Her most renowned poem, “Mock Orange,” questions the worth of love and sex, and also borders on trauma and disillusion.
On Friday, her publishers revealed her passing to the public.
“Louise Gluck’s poetry gives voice to our untrusting but unstillable need for knowledge and connection in an often unreliable world,” her longtime editor Jonathan Galassi said in a statement. “Her work is immortal.”
The New York Times was informed by a friend that she had passed away in Cambridge, Massachusetts, due to cancer.
Glück was the US poet laureate from 2003 to 2004 and most recently worked as a professor of English at Yale University and a professor of poetry at Stanford University.
She won about every honour that an American poet could hope to win.
According to the Nobel committee in 2020, “her unmistakable poetic voice that with austere beauty makes individual existence universal” won her the award.
In 1993, she was awarded the Pulitzer Prize for her book of poems titled The Wild Iris. These poems explored themes of suffering, death, and rebirth.
She has also been awarded the National Book Award (2014), the Wallace Stevens Award (2008), the National Book Award (2014), and the National Humanities Medal (2015).
Originally from New York, Glück (pronounced “Glick”) wrote over a dozen collections of poetry throughout her lifetime.

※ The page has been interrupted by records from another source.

use std::collections::HashMap;

use rust_decimal::Decimal;
use serde::{Deserialize, Serialize};

use stockbook_core::{DomainError, DomainResult, ProductCode};

use crate::filter::ProductFilter;

/// One row of the product table.
///
/// `inventory` and `cumulative_sales` are unsigned, so the non-negative
/// invariants hold by construction; the mutators below keep them that way
/// without wrapping.
#[derive(Debug, Clone, PartialEq, Eq, Serialize, Deserialize)]
pub struct Product {
    code: ProductCode,
    family: String,
    color: String,
    size: String,
    inventory: u64,
    price: Decimal,
    cost: Decimal,
    cumulative_sales: u64,
}

impl Product {
    /// Build a product with no recorded sales.
    ///
    /// Price and cost must be non-negative.
    pub fn new(
        code: ProductCode,
        family: impl Into<String>,
        color: impl Into<String>,
        size: impl Into<String>,
        inventory: u64,
        price: Decimal,
        cost: Decimal,
    ) -> DomainResult<Self> {
        if price.is_sign_negative() && !price.is_zero() {
            return Err(DomainError::validation(format!(
                "price of {code} cannot be negative"
            )));
        }
        if cost.is_sign_negative() && !cost.is_zero() {
            return Err(DomainError::validation(format!(
                "cost of {code} cannot be negative"
            )));
        }

        Ok(Self {
            code,
            family: family.into(),
            color: color.into(),
            size: size.into(),
            inventory,
            price,
            cost,
            cumulative_sales: 0,
        })
    }

    /// Set the running sales total (used when loading a persisted table).
    pub fn with_cumulative_sales(mut self, cumulative_sales: u64) -> Self {
        self.cumulative_sales = cumulative_sales;
        self
    }

    pub fn code(&self) -> &ProductCode {
        &self.code
    }

    pub fn family(&self) -> &str {
        &self.family
    }

    pub fn color(&self) -> &str {
        &self.color
    }

    pub fn size(&self) -> &str {
        &self.size
    }

    pub fn inventory(&self) -> u64 {
        self.inventory
    }

    pub fn price(&self) -> Decimal {
        self.price
    }

    pub fn cost(&self) -> Decimal {
        self.cost
    }

    pub fn cumulative_sales(&self) -> u64 {
        self.cumulative_sales
    }

    /// Profit earned on a single unit.
    pub fn unit_profit(&self) -> Decimal {
        self.price - self.cost
    }

    /// Add units to stock.
    pub fn increase_inventory(&mut self, quantity: u64) -> DomainResult<()> {
        self.inventory = self
            .inventory
            .checked_add(quantity)
            .ok_or_else(|| DomainError::validation(format!("inventory of {} overflows", self.code)))?;
        Ok(())
    }

    /// Remove units from stock. Fails without touching state when stock is short.
    pub fn decrease_inventory(&mut self, quantity: u64) -> DomainResult<()> {
        if self.inventory < quantity {
            return Err(DomainError::InsufficientInventory {
                code: self.code.clone(),
                available: self.inventory,
                requested: quantity,
            });
        }
        self.inventory -= quantity;
        Ok(())
    }

    /// Bump the running sales total.
    pub fn add_units_sold(&mut self, quantity: u64) {
        self.cumulative_sales = self.cumulative_sales.saturating_add(quantity);
    }
}

/// In-memory product table.
///
/// Keeps rows in load order (so a save writes them back the way they came)
/// plus an index by code. Codes are unique.
#[derive(Debug, Clone, Default, PartialEq, Eq)]
pub struct Catalog {
    products: Vec<Product>,
    index: HashMap<ProductCode, usize>,
}

impl Catalog {
    pub fn new() -> Self {
        Self::default()
    }

    /// Build a catalog from rows, rejecting duplicate codes.
    pub fn from_products(products: impl IntoIterator<Item = Product>) -> DomainResult<Self> {
        let mut catalog = Self::new();
        for product in products {
            catalog.insert(product)?;
        }
        Ok(catalog)
    }

    /// Append a product. Fails if its code is already present.
    pub fn insert(&mut self, product: Product) -> DomainResult<()> {
        if self.index.contains_key(product.code()) {
            return Err(DomainError::validation(format!(
                "duplicate product code {}",
                product.code()
            )));
        }
        self.index.insert(product.code().clone(), self.products.len());
        self.products.push(product);
        Ok(())
    }

    pub fn get(&self, code: &str) -> Option<&Product> {
        self.index.get(code).map(|&i| &self.products[i])
    }

    pub fn get_mut(&mut self, code: &str) -> Option<&mut Product> {
        self.index.get(code).map(|&i| &mut self.products[i])
    }

    pub fn contains(&self, code: &str) -> bool {
        self.index.contains_key(code)
    }

    pub fn products(&self) -> &[Product] {
        &self.products
    }

    pub fn iter(&self) -> impl Iterator<Item = &Product> {
        self.products.iter()
    }

    pub fn len(&self) -> usize {
        self.products.len()
    }

    pub fn is_empty(&self) -> bool {
        self.products.is_empty()
    }

    /// Case-insensitive substring search over code and family.
    ///
    /// A blank query matches everything.
    pub fn search(&self, query: &str) -> Vec<&Product> {
        let needle = query.trim().to_lowercase();
        if needle.is_empty() {
            return self.products.iter().collect();
        }
        self.products
            .iter()
            .filter(|p| {
                p.code().as_str().to_lowercase().contains(&needle)
                    || p.family().to_lowercase().contains(&needle)
            })
            .collect()
    }

    /// Products matching every set attribute of `filter`.
    pub fn filter(&self, filter: &ProductFilter) -> Vec<&Product> {
        self.products.iter().filter(|p| filter.matches(p)).collect()
    }

    /// Distinct families in first-seen order.
    pub fn families(&self) -> Vec<&str> {
        distinct(self.products.iter().map(Product::family))
    }

    /// Distinct colors in first-seen order.
    pub fn colors(&self) -> Vec<&str> {
        distinct(self.products.iter().map(Product::color))
    }

    /// Distinct sizes in first-seen order.
    pub fn sizes(&self) -> Vec<&str> {
        distinct(self.products.iter().map(Product::size))
    }
}

fn distinct<'a>(values: impl Iterator<Item = &'a str>) -> Vec<&'a str> {
    let mut out: Vec<&str> = Vec::new();
    for v in values {
        if !out.contains(&v) {
            out.push(v);
        }
    }
    out
}

#[cfg(test)]
mod tests {
    use super::*;

    fn code(s: &str) -> ProductCode {
        ProductCode::new(s).unwrap()
    }

    fn product(c: &str, family: &str, color: &str, size: &str, inventory: u64) -> Product {
        Product::new(
            code(c),
            family,
            color,
            size,
            inventory,
            Decimal::from(100),
            Decimal::from(60),
        )
        .unwrap()
    }

    fn sample() -> Catalog {
        Catalog::from_products(vec![
            product("BLU-01", "Blusa", "Negro", "S", 4),
            product("BLU-02", "Blusa", "Blanco", "M", 0),
            product("PAN-01", "Pantalon", "Negro", "M", 9),
            product("VES-01", "Vestido", "Rojo", "L", 2),
        ])
        .unwrap()
    }

    #[test]
    fn negative_price_is_rejected() {
        let err = Product::new(
            code("X"),
            "F",
            "C",
            "S",
            1,
            Decimal::from(-1),
            Decimal::ZERO,
        )
        .unwrap_err();
        assert!(matches!(err, DomainError::Validation(_)));
    }

    #[test]
    fn duplicate_codes_are_rejected() {
        let err = Catalog::from_products(vec![
            product("A1", "F", "C", "S", 1),
            product("A1", "G", "D", "M", 2),
        ])
        .unwrap_err();
        match err {
            DomainError::Validation(msg) if msg.contains("duplicate product code A1") => {}
            other => panic!("Expected duplicate-code validation error, got {other:?}"),
        }
    }

    #[test]
    fn decrease_fails_without_mutation_when_short() {
        let mut p = product("A1", "F", "C", "S", 3);
        let err = p.decrease_inventory(4).unwrap_err();
        assert_eq!(
            err,
            DomainError::InsufficientInventory {
                code: code("A1"),
                available: 3,
                requested: 4,
            }
        );
        assert_eq!(p.inventory(), 3);

        p.decrease_inventory(3).unwrap();
        assert_eq!(p.inventory(), 0);
    }

    #[test]
    fn lookup_preserves_load_order() {
        let catalog = sample();
        let codes: Vec<&str> = catalog.iter().map(|p| p.code().as_str()).collect();
        assert_eq!(codes, vec!["BLU-01", "BLU-02", "PAN-01", "VES-01"]);
        assert_eq!(catalog.get("PAN-01").unwrap().inventory(), 9);
        assert!(catalog.get("nope").is_none());
    }

    #[test]
    fn search_matches_code_or_family_case_insensitively() {
        let catalog = sample();
        let hits: Vec<&str> = catalog
            .search("blu")
            .iter()
            .map(|p| p.code().as_str())
            .collect();
        assert_eq!(hits, vec!["BLU-01", "BLU-02"]);

        let hits: Vec<&str> = catalog
            .search("VESTIDO")
            .iter()
            .map(|p| p.code().as_str())
            .collect();
        assert_eq!(hits, vec!["VES-01"]);

        assert_eq!(catalog.search("  ").len(), 4);
    }

    #[test]
    fn filter_combines_attributes() {
        let catalog = sample();
        let filter = ProductFilter::default().color("Negro").size("M");
        let hits: Vec<&str> = catalog
            .filter(&filter)
            .iter()
            .map(|p| p.code().as_str())
            .collect();
        assert_eq!(hits, vec!["PAN-01"]);

        assert_eq!(catalog.filter(&ProductFilter::default()).len(), 4);
    }

    #[test]
    fn distinct_values_keep_first_seen_order() {
        let catalog = sample();
        assert_eq!(catalog.families(), vec!["Blusa", "Pantalon", "Vestido"]);
        assert_eq!(catalog.colors(), vec!["Negro", "Blanco", "Rojo"]);
        assert_eq!(catalog.sizes(), vec!["S", "M", "L"]);
    }

    mod proptest_tests {
        use super::*;
        use proptest::prelude::*;

        proptest! {
            /// Property: inventory never goes negative, whatever sequence of
            /// increases and decreases is attempted.
            #[test]
            fn inventory_never_negative(
                start in 0u64..100,
                ops in proptest::collection::vec((any::<bool>(), 1u64..50), 0..40)
            ) {
                let mut p = product("A1", "F", "C", "S", start);
                let mut expected = start;
                for (increase, q) in ops {
                    if increase {
                        p.increase_inventory(q).unwrap();
                        expected += q;
                    } else if p.decrease_inventory(q).is_ok() {
                        expected -= q;
                    }
                    prop_assert_eq!(p.inventory(), expected);
                }
            }

            /// Property: every filtered product matches the filter.
            #[test]
            fn filter_results_all_match(
                family in proptest::option::of("Blusa|Pantalon|Vestido"),
                color in proptest::option::of("Negro|Blanco|Rojo"),
            ) {
                let catalog = sample();
                let filter = ProductFilter { family, color, size: None };
                for p in catalog.filter(&filter) {
                    prop_assert!(filter.matches(p));
                }
            }
        }
    }
}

Her writings were brief—often no more than a page long—and dealt with the harrowing aspects of human existence, such as death, childhood, and family.
She was additionally inspired by the many female victims of betrayal in Greek mythology, such as Persephone and Eurydice.
After dropping out of college and going through her first of two divorces, she published her first book, Firstborn, in 1968.
Her father, co-creator of the X-Acto knife, always encouraged her to put her thoughts on paper. However, she had a tough upbringing that included hospitalization for anorexia.
In one interview from 2006, she reflected on her childhood, saying, “My interactions with the world as a social being were unnatural, forced, performances and I was happiest reading.”